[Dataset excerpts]
BEGIN

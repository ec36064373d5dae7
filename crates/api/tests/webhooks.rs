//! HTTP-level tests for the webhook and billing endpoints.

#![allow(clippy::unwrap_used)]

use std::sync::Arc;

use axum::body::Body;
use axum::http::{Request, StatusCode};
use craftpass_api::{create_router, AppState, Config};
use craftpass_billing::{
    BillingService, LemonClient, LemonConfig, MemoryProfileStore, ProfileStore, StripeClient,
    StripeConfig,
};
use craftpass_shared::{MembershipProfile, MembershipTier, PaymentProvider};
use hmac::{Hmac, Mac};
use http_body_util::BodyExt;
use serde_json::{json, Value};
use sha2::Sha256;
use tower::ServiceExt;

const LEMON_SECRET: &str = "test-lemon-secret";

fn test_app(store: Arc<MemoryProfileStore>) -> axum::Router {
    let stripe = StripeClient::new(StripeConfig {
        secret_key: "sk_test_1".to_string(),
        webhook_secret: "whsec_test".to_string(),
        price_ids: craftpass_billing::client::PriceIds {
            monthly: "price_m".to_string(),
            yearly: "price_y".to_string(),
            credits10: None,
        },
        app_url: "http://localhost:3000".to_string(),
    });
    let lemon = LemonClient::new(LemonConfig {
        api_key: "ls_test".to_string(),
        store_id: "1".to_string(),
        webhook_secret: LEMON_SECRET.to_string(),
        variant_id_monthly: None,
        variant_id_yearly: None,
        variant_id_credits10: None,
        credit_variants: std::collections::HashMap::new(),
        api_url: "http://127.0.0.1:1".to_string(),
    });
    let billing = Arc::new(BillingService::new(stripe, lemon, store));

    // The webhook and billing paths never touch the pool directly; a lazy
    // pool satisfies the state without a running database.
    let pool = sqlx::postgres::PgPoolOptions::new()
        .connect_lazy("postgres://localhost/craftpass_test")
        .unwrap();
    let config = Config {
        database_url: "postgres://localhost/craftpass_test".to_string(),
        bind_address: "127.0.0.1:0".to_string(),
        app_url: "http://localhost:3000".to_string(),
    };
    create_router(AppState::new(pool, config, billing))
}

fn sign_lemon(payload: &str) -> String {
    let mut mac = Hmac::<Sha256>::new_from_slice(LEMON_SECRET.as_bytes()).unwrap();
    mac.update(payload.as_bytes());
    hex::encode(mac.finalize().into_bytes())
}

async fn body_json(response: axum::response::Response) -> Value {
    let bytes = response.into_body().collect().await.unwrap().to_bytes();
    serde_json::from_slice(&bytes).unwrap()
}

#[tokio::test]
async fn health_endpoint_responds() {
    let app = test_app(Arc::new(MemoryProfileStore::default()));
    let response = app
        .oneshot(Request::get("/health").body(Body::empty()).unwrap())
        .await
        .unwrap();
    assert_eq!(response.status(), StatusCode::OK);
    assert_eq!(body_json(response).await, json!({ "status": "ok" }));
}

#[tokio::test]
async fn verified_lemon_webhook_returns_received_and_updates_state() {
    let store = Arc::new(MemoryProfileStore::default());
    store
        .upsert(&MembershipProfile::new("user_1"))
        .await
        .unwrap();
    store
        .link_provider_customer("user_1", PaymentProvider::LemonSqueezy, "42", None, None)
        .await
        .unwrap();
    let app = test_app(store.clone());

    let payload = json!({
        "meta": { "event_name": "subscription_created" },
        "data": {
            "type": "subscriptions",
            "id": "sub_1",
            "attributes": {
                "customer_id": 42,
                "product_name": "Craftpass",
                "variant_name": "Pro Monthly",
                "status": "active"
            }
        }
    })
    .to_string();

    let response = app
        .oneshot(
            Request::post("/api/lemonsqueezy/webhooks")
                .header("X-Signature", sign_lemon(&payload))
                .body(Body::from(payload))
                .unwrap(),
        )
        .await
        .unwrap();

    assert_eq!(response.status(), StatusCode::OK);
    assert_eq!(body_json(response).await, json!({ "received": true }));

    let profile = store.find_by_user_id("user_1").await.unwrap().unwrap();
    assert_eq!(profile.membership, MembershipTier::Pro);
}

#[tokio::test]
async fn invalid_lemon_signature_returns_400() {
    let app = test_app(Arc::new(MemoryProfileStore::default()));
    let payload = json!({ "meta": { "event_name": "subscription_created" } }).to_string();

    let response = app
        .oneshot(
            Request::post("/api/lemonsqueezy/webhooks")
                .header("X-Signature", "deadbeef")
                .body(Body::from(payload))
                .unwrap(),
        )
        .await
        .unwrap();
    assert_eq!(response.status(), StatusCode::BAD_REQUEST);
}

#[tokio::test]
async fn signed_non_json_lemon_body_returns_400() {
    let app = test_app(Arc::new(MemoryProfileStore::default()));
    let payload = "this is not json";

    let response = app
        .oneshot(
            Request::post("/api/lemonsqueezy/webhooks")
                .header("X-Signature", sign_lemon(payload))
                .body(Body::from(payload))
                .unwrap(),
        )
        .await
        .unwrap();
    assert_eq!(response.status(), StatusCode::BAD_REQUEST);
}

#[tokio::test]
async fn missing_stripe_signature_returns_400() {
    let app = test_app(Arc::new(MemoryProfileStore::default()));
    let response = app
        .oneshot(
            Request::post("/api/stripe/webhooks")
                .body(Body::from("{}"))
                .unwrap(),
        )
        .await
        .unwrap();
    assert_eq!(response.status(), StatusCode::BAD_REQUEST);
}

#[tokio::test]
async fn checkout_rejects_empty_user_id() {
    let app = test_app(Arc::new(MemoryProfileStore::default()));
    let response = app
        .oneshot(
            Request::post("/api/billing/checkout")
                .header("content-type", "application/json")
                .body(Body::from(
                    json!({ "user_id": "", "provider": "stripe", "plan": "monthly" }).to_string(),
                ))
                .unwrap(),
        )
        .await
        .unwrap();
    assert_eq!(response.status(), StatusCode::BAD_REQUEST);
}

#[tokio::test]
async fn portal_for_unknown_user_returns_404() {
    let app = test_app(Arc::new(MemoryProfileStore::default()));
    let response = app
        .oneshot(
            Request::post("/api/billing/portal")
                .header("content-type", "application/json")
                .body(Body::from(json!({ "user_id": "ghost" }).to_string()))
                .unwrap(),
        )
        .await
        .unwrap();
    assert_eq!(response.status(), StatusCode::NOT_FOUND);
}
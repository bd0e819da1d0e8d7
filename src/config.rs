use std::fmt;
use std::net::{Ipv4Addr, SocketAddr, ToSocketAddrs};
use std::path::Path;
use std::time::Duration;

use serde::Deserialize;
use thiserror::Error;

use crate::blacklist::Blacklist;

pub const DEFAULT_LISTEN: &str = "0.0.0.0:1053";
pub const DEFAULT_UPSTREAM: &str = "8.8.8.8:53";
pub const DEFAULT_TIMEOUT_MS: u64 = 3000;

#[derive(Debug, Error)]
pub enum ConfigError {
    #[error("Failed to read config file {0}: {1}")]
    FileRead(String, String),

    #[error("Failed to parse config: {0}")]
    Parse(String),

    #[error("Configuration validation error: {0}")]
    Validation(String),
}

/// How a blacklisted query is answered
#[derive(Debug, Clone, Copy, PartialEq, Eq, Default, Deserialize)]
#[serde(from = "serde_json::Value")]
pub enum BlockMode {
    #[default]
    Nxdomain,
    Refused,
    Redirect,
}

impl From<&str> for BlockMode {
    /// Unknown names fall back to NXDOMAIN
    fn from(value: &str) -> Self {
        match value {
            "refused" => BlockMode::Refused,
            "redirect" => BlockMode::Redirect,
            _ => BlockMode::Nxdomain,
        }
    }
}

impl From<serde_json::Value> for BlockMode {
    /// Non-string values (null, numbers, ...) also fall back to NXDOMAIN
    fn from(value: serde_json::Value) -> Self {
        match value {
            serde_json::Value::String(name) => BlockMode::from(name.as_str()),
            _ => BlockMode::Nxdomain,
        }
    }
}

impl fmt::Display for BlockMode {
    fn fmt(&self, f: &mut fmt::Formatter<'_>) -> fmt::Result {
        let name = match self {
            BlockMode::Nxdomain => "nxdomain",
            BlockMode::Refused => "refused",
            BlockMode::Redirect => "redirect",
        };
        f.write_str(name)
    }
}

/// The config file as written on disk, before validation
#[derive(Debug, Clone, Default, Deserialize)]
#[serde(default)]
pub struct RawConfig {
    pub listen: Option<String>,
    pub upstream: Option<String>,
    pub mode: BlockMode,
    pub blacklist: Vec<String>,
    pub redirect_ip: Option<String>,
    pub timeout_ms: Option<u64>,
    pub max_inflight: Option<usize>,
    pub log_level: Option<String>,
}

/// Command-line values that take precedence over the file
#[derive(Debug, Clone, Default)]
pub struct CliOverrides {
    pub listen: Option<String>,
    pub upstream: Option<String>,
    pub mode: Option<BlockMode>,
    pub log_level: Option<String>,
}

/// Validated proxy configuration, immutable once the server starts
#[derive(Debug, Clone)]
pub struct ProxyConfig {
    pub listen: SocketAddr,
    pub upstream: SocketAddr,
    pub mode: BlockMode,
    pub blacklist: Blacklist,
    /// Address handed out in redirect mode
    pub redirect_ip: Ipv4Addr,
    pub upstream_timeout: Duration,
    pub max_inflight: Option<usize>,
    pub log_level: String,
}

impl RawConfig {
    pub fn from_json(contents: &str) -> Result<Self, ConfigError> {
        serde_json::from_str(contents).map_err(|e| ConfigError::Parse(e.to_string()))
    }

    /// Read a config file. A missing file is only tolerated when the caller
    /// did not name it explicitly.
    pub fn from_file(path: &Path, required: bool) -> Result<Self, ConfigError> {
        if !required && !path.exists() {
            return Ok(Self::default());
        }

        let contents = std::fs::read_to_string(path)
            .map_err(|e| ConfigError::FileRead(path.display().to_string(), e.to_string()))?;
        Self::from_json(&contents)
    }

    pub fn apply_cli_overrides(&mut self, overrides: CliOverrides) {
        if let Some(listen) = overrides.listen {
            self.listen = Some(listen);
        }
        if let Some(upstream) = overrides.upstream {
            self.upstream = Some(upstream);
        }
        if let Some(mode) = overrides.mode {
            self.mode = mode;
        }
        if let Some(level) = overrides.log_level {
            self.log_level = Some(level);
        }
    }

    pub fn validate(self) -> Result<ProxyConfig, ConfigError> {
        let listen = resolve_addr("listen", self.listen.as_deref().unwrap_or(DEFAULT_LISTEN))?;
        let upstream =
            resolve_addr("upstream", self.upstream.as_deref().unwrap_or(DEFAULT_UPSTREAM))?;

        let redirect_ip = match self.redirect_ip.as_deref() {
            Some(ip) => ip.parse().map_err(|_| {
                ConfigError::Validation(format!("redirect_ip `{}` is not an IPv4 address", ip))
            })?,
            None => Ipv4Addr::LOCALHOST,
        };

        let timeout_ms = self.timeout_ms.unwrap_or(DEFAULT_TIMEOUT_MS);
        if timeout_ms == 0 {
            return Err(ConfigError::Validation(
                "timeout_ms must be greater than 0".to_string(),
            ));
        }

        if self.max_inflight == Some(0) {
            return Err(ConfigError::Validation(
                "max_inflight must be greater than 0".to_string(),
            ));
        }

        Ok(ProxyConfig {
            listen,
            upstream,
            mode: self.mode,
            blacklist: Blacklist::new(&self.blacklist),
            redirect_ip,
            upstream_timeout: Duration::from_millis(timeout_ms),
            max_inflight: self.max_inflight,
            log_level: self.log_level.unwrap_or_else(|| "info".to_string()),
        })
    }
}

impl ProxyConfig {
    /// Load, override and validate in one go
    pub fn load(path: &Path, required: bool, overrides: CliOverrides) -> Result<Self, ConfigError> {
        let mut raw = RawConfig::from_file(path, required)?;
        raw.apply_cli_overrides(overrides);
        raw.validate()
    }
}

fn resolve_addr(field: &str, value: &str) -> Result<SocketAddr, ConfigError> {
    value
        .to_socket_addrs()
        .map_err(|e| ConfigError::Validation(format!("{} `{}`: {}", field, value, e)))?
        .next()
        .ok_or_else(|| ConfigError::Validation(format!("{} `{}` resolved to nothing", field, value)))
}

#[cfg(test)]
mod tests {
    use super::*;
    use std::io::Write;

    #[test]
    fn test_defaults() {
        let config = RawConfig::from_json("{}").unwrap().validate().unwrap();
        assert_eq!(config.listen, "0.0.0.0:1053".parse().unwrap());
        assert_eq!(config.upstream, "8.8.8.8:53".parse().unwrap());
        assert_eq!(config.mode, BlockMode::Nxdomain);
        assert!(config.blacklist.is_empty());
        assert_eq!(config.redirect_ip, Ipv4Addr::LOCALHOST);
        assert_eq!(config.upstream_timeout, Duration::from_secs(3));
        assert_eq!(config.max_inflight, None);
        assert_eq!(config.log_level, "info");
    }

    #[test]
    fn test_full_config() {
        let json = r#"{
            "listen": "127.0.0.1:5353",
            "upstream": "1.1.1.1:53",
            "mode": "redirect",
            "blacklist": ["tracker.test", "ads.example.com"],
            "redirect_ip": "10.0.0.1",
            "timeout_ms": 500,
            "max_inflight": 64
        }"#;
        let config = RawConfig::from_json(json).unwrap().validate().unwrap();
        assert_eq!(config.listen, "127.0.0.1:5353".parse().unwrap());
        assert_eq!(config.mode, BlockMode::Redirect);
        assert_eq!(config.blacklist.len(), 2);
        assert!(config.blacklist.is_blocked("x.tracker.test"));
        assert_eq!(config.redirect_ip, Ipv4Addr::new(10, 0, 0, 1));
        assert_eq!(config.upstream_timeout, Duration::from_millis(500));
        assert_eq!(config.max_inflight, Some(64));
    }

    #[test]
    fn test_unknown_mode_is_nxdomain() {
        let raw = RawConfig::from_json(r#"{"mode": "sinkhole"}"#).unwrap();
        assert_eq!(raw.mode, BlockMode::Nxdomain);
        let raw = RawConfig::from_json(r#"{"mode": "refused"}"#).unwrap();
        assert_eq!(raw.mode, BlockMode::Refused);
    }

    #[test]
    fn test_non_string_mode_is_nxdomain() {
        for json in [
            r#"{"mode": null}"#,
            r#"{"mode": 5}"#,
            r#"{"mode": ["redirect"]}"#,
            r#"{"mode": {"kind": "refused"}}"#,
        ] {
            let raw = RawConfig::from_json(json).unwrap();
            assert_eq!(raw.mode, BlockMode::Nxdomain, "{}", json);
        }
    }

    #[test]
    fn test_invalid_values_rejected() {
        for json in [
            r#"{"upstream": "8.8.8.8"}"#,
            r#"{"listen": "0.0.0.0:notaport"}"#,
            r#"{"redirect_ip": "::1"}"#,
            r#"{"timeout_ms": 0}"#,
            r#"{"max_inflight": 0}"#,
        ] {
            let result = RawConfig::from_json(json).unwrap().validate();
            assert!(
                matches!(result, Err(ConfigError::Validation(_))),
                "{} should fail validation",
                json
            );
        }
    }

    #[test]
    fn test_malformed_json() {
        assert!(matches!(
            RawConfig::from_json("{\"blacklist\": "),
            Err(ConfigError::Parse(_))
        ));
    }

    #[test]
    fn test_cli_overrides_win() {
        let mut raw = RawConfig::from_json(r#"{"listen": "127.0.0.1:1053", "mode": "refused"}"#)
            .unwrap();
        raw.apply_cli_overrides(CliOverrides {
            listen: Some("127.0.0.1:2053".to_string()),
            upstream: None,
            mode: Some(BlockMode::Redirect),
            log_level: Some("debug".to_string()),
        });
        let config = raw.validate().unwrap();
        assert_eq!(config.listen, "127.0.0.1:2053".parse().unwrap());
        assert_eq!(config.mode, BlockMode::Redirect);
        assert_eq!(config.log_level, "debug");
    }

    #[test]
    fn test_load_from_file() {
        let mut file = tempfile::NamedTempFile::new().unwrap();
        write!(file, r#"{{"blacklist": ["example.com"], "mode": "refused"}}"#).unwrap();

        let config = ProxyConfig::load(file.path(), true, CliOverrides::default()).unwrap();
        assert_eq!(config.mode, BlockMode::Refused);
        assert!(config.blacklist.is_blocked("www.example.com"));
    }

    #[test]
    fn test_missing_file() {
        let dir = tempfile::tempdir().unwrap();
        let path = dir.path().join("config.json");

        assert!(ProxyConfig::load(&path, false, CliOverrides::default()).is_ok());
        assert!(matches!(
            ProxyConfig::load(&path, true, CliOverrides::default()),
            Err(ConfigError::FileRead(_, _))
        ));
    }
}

END

» **Requirement**
For the word "greater", please count the lines in the data where it appears and respond with the number only.

» **Task answer**
2